In our chi-square table we see that for two degrees of freedom, 4.61 is
associated with a tail area of .1, and 5.99 is associated with a tail area of
.05. 4.61 < 5.79 < 5.99. Therefore, we reject the null hypothesis at
the 10% significance level, but not at the 5% significance level.

Test of independence

Sometimes one wishes to know whether two variables are independent, e.g.,
whether knowing ones sex provides information about what ones grade will be.
For such questions, the expected values have to be calculated from the
observed values based on the assumption of independence. The table structure
employed in the page on Bayes and other problems may
be useful.

A professor assigns 5 A's to men, 11 A's to women, 6 B's to men, 18 B's to
women, 21 C's to men, and 16 C's to women. Are sex and grades independent?

5+11+6+18+21+19=80; (5+6+21)/80=.4 of the students are men, (11+18+19)/80=.6
of the students are women; (5+11)/80=.2 of the students received A's,
(6+18)/80=.3 of the students received B's, and (21+19)/80=.5 of the students
received C's. This is the information which we use to calculate the expected
values. The expected proportions, assuming independence, are:

A B C ____________________________ | | | | Male | .08 | .12 | .20 | .4 | | | | ---------------------------- | | | | Female | .12 | .18 | .30 | .6 |________|________|________| .20 .30 .50Multiplying the above entries by 80 converts from proportions to actual counts:

A B C ____________________________ | | | | Male | 6.4 | 9.6 | 16 | 32 | | | | ---------------------------- | | | | Female | 9.6 | 14.4 | 24 | 48 |________|________|________| 16 24 40Note that the values in the margins (numbers per grade and per sex) are the original observed values. This table has count values which can be be used with the original observations in the X^2 formula.

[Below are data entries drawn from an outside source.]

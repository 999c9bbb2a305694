//! Chat backend trait and a scripted mock implementation.

use async_trait::async_trait;
use std::sync::{Arc, Mutex};

use agentcc_types::Turn;

use crate::error::{LlmError, Result};

// ─────────────────────────────────────────────────────────────────────────────
// Chat Backend Trait
// ─────────────────────────────────────────────────────────────────────────────

/// A service that produces the next assistant reply for a transcript.
///
/// Backends keep no state between calls: `transcript` is the entire
/// conversation so far, oldest turn first, ending with the new user turn.
#[async_trait]
pub trait ChatBackend: Send + Sync {
    /// Produce the reply text for `transcript`.
    async fn exchange(&self, transcript: &[Turn]) -> Result<String>;

    /// Get the name of this backend.
    fn name(&self) -> &str;
}

/// A backend that can be shared across threads.
pub type SharedBackend = Arc<dyn ChatBackend>;

// ─────────────────────────────────────────────────────────────────────────────
// Mock Backend
// ─────────────────────────────────────────────────────────────────────────────

/// One scripted outcome of a [`MockBackend`] call.
#[derive(Debug, Clone)]
pub enum MockReply {
    Text(String),
    Error(String),
}

/// A mock backend for testing purposes.
///
/// Returns pre-configured replies in order and records every transcript it
/// was given.
#[derive(Debug)]
pub struct MockBackend {
    name: String,
    replies: Mutex<Vec<MockReply>>,
    request_log: Mutex<Vec<Vec<Turn>>>,
}

impl MockBackend {
    /// Create a mock backend with the given replies.
    ///
    /// If more calls are made than replies available, an error is returned.
    pub fn new(replies: Vec<MockReply>) -> Self {
        Self {
            name: "mock".to_string(),
            replies: Mutex::new(replies),
            request_log: Mutex::new(Vec::new()),
        }
    }

    /// Create a mock backend with a single text reply.
    pub fn with_text(text: impl Into<String>) -> Self {
        Self::new(vec![MockReply::Text(text.into())])
    }

    /// Create a mock backend whose only call fails with `message`.
    pub fn failing(message: impl Into<String>) -> Self {
        Self::new(vec![MockReply::Error(message.into())])
    }

    /// Get every transcript this backend received.
    pub fn requests(&self) -> Vec<Vec<Turn>> {
        lock(&self.request_log).clone()
    }

    /// Get the number of calls made.
    pub fn request_count(&self) -> usize {
        lock(&self.request_log).len()
    }
}

fn lock<T>(mutex: &Mutex<T>) -> std::sync::MutexGuard<'_, T> {
    mutex.lock().unwrap_or_else(|poisoned| poisoned.into_inner())
}

#[async_trait]
impl ChatBackend for MockBackend {
    async fn exchange(&self, transcript: &[Turn]) -> Result<String> {
        lock(&self.request_log).push(transcript.to_vec());

        let mut replies = lock(&self.replies);
        if replies.is_empty() {
            return Err(LlmError::Backend(
                "MockBackend: no more replies available".to_string(),
            ));
        }
        match replies.remove(0) {
            MockReply::Text(text) => Ok(text),
            MockReply::Error(message) => Err(LlmError::Backend(message)),
        }
    }

    fn name(&self) -> &str {
        &self.name
    }
}

// ─────────────────────────────────────────────────────────────────────────────
// Tests
// ─────────────────────────────────────────────────────────────────────────────
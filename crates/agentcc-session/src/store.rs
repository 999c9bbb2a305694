//! Context store trait and its file-backed and in-memory implementations.

use std::fs;
use std::ffi::OsString;
use std::io::{ErrorKind, Write};
use std::path::{Path, PathBuf};
use std::sync::Mutex;

use agentcc_types::Conversation;

use crate::error::{Error, Result};

/// Persistence for a single running conversation.
///
/// The store only ever deals in whole conversations: there is no per-turn
/// update or delete. Implementations must never leave a partially written
/// conversation behind.
pub trait ContextStore: Send + Sync {
    /// Load the stored conversation.
    ///
    /// A store that has never been written returns an empty conversation.
    /// Loading must not create anything as a side effect.
    fn load(&self) -> Result<Conversation>;

    /// Replace the stored conversation.
    fn save(&self, conversation: &Conversation) -> Result<()>;

    /// Delete the stored conversation.
    ///
    /// Returns `true` if something was removed. Clearing an empty store is
    /// not an error.
    fn clear(&self) -> Result<bool>;

    /// Human-readable location of the store, for diagnostics.
    fn location(&self) -> String;
}

// ─────────────────────────────────────────────────────────────────────────────
// JSON file store
// ─────────────────────────────────────────────────────────────────────────────

/// A conversation stored as a pretty-printed JSON array in a single file.
#[derive(Debug, Clone)]
pub struct JsonFileStore {
    path: PathBuf,
}

impl JsonFileStore {
    /// Create a store backed by the file at `path`.
    pub fn new(path: impl Into<PathBuf>) -> Self {
        Self { path: path.into() }
    }

    /// Path of the backing file.
    pub fn path(&self) -> &Path {
        &self.path
    }

    /// Directory the staging file is created in: the context file's own, so
    /// the final rename never crosses filesystems.
    fn staging_dir(&self) -> &Path {
        match self.path.parent() {
            Some(parent) if !parent.as_os_str().is_empty() => parent,
            _ => Path::new("."),
        }
    }

    /// Prefix of staging file names, to make leftovers recognizable.
    fn staging_prefix(&self) -> OsString {
        let mut prefix = self
            .path
            .file_name()
            .map(|n| n.to_os_string())
            .unwrap_or_else(|| "context.json".into());
        prefix.push(".");
        prefix
    }
}

impl ContextStore for JsonFileStore {
    fn load(&self) -> Result<Conversation> {
        let contents = match fs::read_to_string(&self.path) {
            Ok(contents) => contents,
            Err(e) if e.kind() == ErrorKind::NotFound => {
                tracing::debug!(path = %self.path.display(), "No context file, starting fresh");
                return Ok(Conversation::new());
            }
            Err(source) => {
                return Err(Error::Read {
                    path: self.path.clone(),
                    source,
                });
            }
        };

        let conversation: Conversation =
            serde_json::from_str(&contents).map_err(|source| Error::Parse {
                path: self.path.clone(),
                source,
            })?;

        tracing::debug!(
            path = %self.path.display(),
            turns = conversation.len(),
            "Loaded context"
        );
        Ok(conversation)
    }

    fn save(&self, conversation: &Conversation) -> Result<()> {
        let contents = serde_json::to_string_pretty(conversation)?;

        let dir = self.staging_dir();
        fs::create_dir_all(dir).map_err(|source| Error::Write {
            path: dir.to_path_buf(),
            source,
        })?;

        // Every save stages into its own uniquely named file, so overlapping
        // saves can lose an update but never publish a half-written file.
        let mut staging = tempfile::Builder::new()
            .prefix(&self.staging_prefix())
            .suffix(".tmp")
            .tempfile_in(dir)
            .map_err(|source| Error::Write {
                path: dir.to_path_buf(),
                source,
            })?;
        staging
            .write_all(contents.as_bytes())
            .and_then(|()| staging.as_file().sync_all())
            .map_err(|source| Error::Write {
                path: staging.path().to_path_buf(),
                source,
            })?;

        staging.persist(&self.path).map_err(|e| Error::Write {
            path: self.path.clone(),
            source: e.error,
        })?;

        tracing::debug!(
            path = %self.path.display(),
            turns = conversation.len(),
            "Saved context"
        );
        Ok(())
    }

    fn clear(&self) -> Result<bool> {
        match fs::remove_file(&self.path) {
            Ok(()) => {
                tracing::debug!(path = %self.path.display(), "Removed context file");
                Ok(true)
            }
            Err(e) if e.kind() == ErrorKind::NotFound => Ok(false),
            Err(source) => Err(Error::Remove {
                path: self.path.clone(),
                source,
            }),
        }
    }

    fn location(&self) -> String {
        self.path.display().to_string()
    }
}

// ─────────────────────────────────────────────────────────────────────────────
// In-memory store
// ─────────────────────────────────────────────────────────────────────────────

/// A store that keeps the conversation in memory.
///
/// Useful for tests; can be told to fail reads or writes to exercise the
/// degraded paths of callers.
#[derive(Debug, Default)]
pub struct MemoryStore {
    conversation: Mutex<Option<Conversation>>,
    fail_loads: bool,
    fail_saves: bool,
}

impl MemoryStore {
    /// Create an empty store.
    pub fn new() -> Self {
        Self::default()
    }

    /// Create a store that already holds `conversation`.
    pub fn with_conversation(conversation: Conversation) -> Self {
        Self {
            conversation: Mutex::new(Some(conversation)),
            ..Self::default()
        }
    }

    /// Make every `load` fail.
    pub fn failing_loads(mut self) -> Self {
        self.fail_loads = true;
        self
    }

    /// Make every `save` fail.
    pub fn failing_saves(mut self) -> Self {
        self.fail_saves = true;
        self
    }

    /// The currently stored conversation, if any.
    pub fn snapshot(&self) -> Option<Conversation> {
        self.lock().clone()
    }

    fn lock(&self) -> std::sync::MutexGuard<'_, Option<Conversation>> {
        self.conversation
            .lock()
            .unwrap_or_else(|poisoned| poisoned.into_inner())
    }
}

impl ContextStore for MemoryStore {
    fn load(&self) -> Result<Conversation> {
        if self.fail_loads {
            return Err(Error::Other("load disabled".to_string()));
        }
        Ok(self.lock().clone().unwrap_or_default())
    }

    fn save(&self, conversation: &Conversation) -> Result<()> {
        if self.fail_saves {
            return Err(Error::Other("save disabled".to_string()));
        }
        *self.lock() = Some(conversation.clone());
        Ok(())
    }

    fn clear(&self) -> Result<bool> {
        Ok(self.lock().take().is_some())
    }

    fn location(&self) -> String {
        "memory".to_string()
    }
}

// ─────────────────────────────────────────────────────────────────────────────
// Tests
// ─────────────────────────────────────────────────────────────────────────────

X^2 = ((5-6.4)^2)/6.4 + ((6-9.6)^2)/9.6 + ((21-16)^2)/16 + ((11-9.6)^2)/9.6 + ((18-14.4)^2)/14.4 + ((19-24)^2)/24 = 5.3646

There are 6 numbers specifying the numbers of men and women receiving A's, B's, and C's. The total number of A's, B's, C's, men and women are specified. However, since the total sum is 80, one of those constraints is redundant. Therefore, the number of degrees of freedom is 6-4=2 (in general, for tests of independence the number of degrees of freedom in (r-1)(c-1) where r is the number of rows and c is the number of columns in the tabular display of the information).

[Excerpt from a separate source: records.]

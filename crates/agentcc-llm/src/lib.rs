//! Chat backends for agentcc.
//!
//! Every backend offers the same single capability: turn a full transcript
//! into the next assistant reply, or fail. Backends are stateless between
//! calls, so the whole transcript is sent every time.
//!
//! ```text
//! ┌───────────────────────────────────────────┐
//! │  ChatBackend trait                        │
//! │  - exchange(&[Turn]) -> reply text        │
//! └───────────────────────────────────────────┘
//!                      │
//!          ┌───────────┴───────────┐
//!          ▼                       ▼
//!   ┌─────────────┐        ┌──────────────┐
//!   │  Anthropic  │        │  Local agent │
//!   │ (HTTP API)  │        │ (subprocess) │
//!   └─────────────┘        └──────────────┘
//! ```

pub mod anthropic;
pub mod backend;
pub mod error;
pub mod local;
pub mod types;

pub use anthropic::{AnthropicBackend, AnthropicConfig};
pub use backend::{ChatBackend, MockBackend, MockReply, SharedBackend};
pub use error::{LlmError, Result};
pub use local::{flatten_transcript, LocalAgentBackend, LocalAgentConfig};
pub use types::{CompletionRequest, CompletionResponse, ContentBlock, StopReason, Usage};
//! Error types for context store operations.

use std::path::PathBuf;

/// Error type for context store operations.
#[derive(Debug, thiserror::Error)]
pub enum Error {
    /// The context file exists but could not be read.
    #[error("failed to read context file '{}': {source}", path.display())]
    Read {
        path: PathBuf,
        source: std::io::Error,
    },

    /// The context file is not a well-formed list of turns.
    #[error("failed to parse context file '{}': {source}", path.display())]
    Parse {
        path: PathBuf,
        source: serde_json::Error,
    },

    /// The conversation could not be serialized.
    #[error("failed to serialize conversation: {0}")]
    Serialize(#[from] serde_json::Error),

    /// The context file could not be written.
    #[error("failed to write context file '{}': {source}", path.display())]
    Write {
        path: PathBuf,
        source: std::io::Error,
    },

    /// The context file could not be removed.
    #[error("failed to remove context file '{}': {source}", path.display())]
    Remove {
        path: PathBuf,
        source: std::io::Error,
    },

    /// Error from a non-file store.
    #[error("store error: {0}")]
    Other(String),
}

/// Result type for context store operations.
pub type Result<T> = std::result::Result<T, Error>;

Looking at our chi-square table for two degrees of freedom, we see that 4.61 <: 5.36 < 5.99, hence we reject the hypothesis of independence at the 10%, but not at the 5% significance level.

Note that in testing for independence, we are not testing for bias; whether or not women are favored with higher grades is another question. An application of test of independence to diet and health is linked here.

The other tail

Random choice causes deviation around the expected values. Sometimes it is of
interest to ask whether there is too little deviation. This might occur if a
student faked his data rather than perform an experiment, if an employer
hired based on quotas rather than without regard to race. This would result in
an X^2 value which is very small. Some chi-square tables include large tail areas (near one, e.g., .99) as well as small tail areas (near
zero, e.g., .01) in order to serve the above questions, such as the example which follows:

The local population in a community is 6% Hispanic, 11% African-American, and
83% Caucasion. If an employer had 13 Hispanics, 23 African-Americans, and
164 Caucasian employees, would you accuse him of using quotas?

The total number of employees is 200, which means that 12 Hispanic, 22
African-American, and 166 Caucasian are the expected values. The value
of X^2 is .1529. Looking at the chi-square table for two degrees of freedom,
We see that .10 < .15 < .21. the former value corresponds to a tail area
of .95, and the latter to a tail area of .90. Since we are interested in X^2
being 'too small' we would accuse him of using quotas at the 10%, but not
the 5%, significance level.

**Competencies:** If in 50 rolls of a die, you got 9 1's, 4 2's, 12 3's, 3 4's, 13 5's, and 9 6's, would you question that the die was fair (at the 10% significance level?, the 5% significance level? the 1% significance level?)